Start of Block

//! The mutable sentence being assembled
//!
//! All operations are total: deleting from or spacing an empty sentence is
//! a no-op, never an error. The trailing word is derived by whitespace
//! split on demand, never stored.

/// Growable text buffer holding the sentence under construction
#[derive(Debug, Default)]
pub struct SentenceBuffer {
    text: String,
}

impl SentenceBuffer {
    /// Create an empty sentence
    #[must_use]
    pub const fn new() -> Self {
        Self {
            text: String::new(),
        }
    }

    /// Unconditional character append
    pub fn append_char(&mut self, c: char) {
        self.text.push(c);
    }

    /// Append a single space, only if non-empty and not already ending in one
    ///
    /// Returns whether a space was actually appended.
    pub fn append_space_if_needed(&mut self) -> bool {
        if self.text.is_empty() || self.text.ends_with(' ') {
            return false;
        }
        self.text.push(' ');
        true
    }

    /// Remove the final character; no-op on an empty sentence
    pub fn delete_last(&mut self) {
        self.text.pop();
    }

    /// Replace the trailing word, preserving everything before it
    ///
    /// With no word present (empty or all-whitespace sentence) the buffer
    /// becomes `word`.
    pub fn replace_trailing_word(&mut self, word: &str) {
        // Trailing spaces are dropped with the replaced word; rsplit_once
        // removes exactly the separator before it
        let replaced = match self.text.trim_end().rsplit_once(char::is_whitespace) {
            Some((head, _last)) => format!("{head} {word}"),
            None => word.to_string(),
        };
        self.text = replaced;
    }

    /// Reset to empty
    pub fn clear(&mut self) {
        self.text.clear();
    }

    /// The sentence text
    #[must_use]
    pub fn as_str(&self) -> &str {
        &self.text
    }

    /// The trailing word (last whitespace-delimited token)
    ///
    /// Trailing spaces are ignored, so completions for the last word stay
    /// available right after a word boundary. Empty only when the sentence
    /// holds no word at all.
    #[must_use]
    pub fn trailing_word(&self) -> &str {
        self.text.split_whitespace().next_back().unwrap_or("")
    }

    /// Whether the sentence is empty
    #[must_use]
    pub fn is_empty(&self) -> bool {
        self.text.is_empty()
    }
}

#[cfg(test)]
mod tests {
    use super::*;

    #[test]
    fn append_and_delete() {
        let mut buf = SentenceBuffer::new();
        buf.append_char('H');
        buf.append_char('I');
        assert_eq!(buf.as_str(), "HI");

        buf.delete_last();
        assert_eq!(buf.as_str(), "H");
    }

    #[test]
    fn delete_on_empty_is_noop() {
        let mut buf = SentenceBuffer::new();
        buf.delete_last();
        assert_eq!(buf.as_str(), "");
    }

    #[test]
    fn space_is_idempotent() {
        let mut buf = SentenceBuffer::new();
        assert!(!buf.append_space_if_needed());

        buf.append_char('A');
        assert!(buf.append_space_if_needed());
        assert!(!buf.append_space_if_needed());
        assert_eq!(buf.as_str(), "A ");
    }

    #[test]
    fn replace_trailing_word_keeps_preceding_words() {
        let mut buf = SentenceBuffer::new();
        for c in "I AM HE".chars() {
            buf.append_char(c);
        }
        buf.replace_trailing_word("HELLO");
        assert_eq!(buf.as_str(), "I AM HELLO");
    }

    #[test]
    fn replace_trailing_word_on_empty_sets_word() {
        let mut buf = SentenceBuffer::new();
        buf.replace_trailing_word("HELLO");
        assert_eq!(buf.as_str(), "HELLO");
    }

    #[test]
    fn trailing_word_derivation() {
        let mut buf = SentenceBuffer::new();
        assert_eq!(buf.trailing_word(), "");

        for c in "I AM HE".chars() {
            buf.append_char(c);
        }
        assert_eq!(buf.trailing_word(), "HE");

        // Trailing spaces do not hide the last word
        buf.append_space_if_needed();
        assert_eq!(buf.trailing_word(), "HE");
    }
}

End of Block

All of the records above should be given again exactly as written.

//! The mutable sentence being assembled
//!
//! All operations are total: deleting from or spacing an empty sentence is
//! a no-op, never an error. The trailing word is derived by whitespace
//! split on demand, never stored.

/// Growable text buffer holding the sentence under construction
#[derive(Debug, Default)]
pub struct SentenceBuffer {
    text: String,
}

impl SentenceBuffer {
    /// Create an empty sentence
    #[must_use]
    pub const fn new() -> Self {
        Self {
            text: String::new(),
        }
    }

    /// Unconditional character append
    pub fn append_char(&mut self, c: char) {
        self.text.push(c);
    }

    /// Append a single space, only if non-empty and not already ending in one
    ///
    /// Returns whether a space was actually appended.
    pub fn append_space_if_needed(&mut self) -> bool {
        if self.text.is_empty() || self.text.ends_with(' ') {
            return false;
        }
        self.text.push(' ');
        true
    }

    /// Remove the final character; no-op on an empty sentence
    pub fn delete_last(&mut self) {
        self.text.pop();
    }

    /// Replace the trailing word, preserving everything before it
    ///
    /// With no word present (empty or all-whitespace sentence) the buffer
    /// becomes `word`.
    pub fn replace_trailing_word(&mut self, word: &str) {
        // Trailing spaces are dropped with the replaced word; rsplit_once
        // removes exactly the separator before it
        let replaced = match self.text.trim_end().rsplit_once(char::is_whitespace) {
            Some((head, _last)) => format!("{head} {word}"),
            None => word.to_string(),
        };
        self.text = replaced;
    }

    /// Reset to empty
    pub fn clear(&mut self) {
        self.text.clear();
    }

    /// The sentence text
    #[must_use]
    pub fn as_str(&self) -> &str {
        &self.text
    }

    /// The trailing word (last whitespace-delimited token)
    ///
    /// Trailing spaces are ignored, so completions for the last word stay
    /// available right after a word boundary. Empty only when the sentence
    /// holds no word at all.
    #[must_use]
    pub fn trailing_word(&self) -> &str {
        self.text.split_whitespace().next_back().unwrap_or("")
    }

    /// Whether the sentence is empty
    #[must_use]
    pub fn is_empty(&self) -> bool {
        self.text.is_empty()
    }
}

#[cfg(test)]
mod tests {
    use super::*;

    #[test]
    fn append_and_delete() {
        let mut buf = SentenceBuffer::new();
        buf.append_char('H');
        buf.append_char('I');
        assert_eq!(buf.as_str(), "HI");

        buf.delete_last();
        assert_eq!(buf.as_str(), "H");
    }

    #[test]
    fn delete_on_empty_is_noop() {
        let mut buf = SentenceBuffer::new();
        buf.delete_last();
        assert_eq!(buf.as_str(), "");
    }

    #[test]
    fn space_is_idempotent() {
        let mut buf = SentenceBuffer::new();
        assert!(!buf.append_space_if_needed());

        buf.append_char('A');
        assert!(buf.append_space_if_needed());
        assert!(!buf.append_space_if_needed());
        assert_eq!(buf.as_str(), "A ");
    }

    #[test]
    fn replace_trailing_word_keeps_preceding_words() {
        let mut buf = SentenceBuffer::new();
        for c in "I AM HE".chars() {
            buf.append_char(c);
        }
        buf.replace_trailing_word("HELLO");
        assert_eq!(buf.as_str(), "I AM HELLO");
    }

    #[test]
    fn replace_trailing_word_on_empty_sets_word() {
        let mut buf = SentenceBuffer::new();
        buf.replace_trailing_word("HELLO");
        assert_eq!(buf.as_str(), "HELLO");
    }

    #[test]
    fn trailing_word_derivation() {
        let mut buf = SentenceBuffer::new();
        assert_eq!(buf.trailing_word(), "");

        for c in "I AM HE".chars() {
            buf.append_char(c);
        }
        assert_eq!(buf.trailing_word(), "HE");

        // Trailing spaces do not hide the last word
        buf.append_space_if_needed();
        assert_eq!(buf.trailing_word(), "HE");
    }
}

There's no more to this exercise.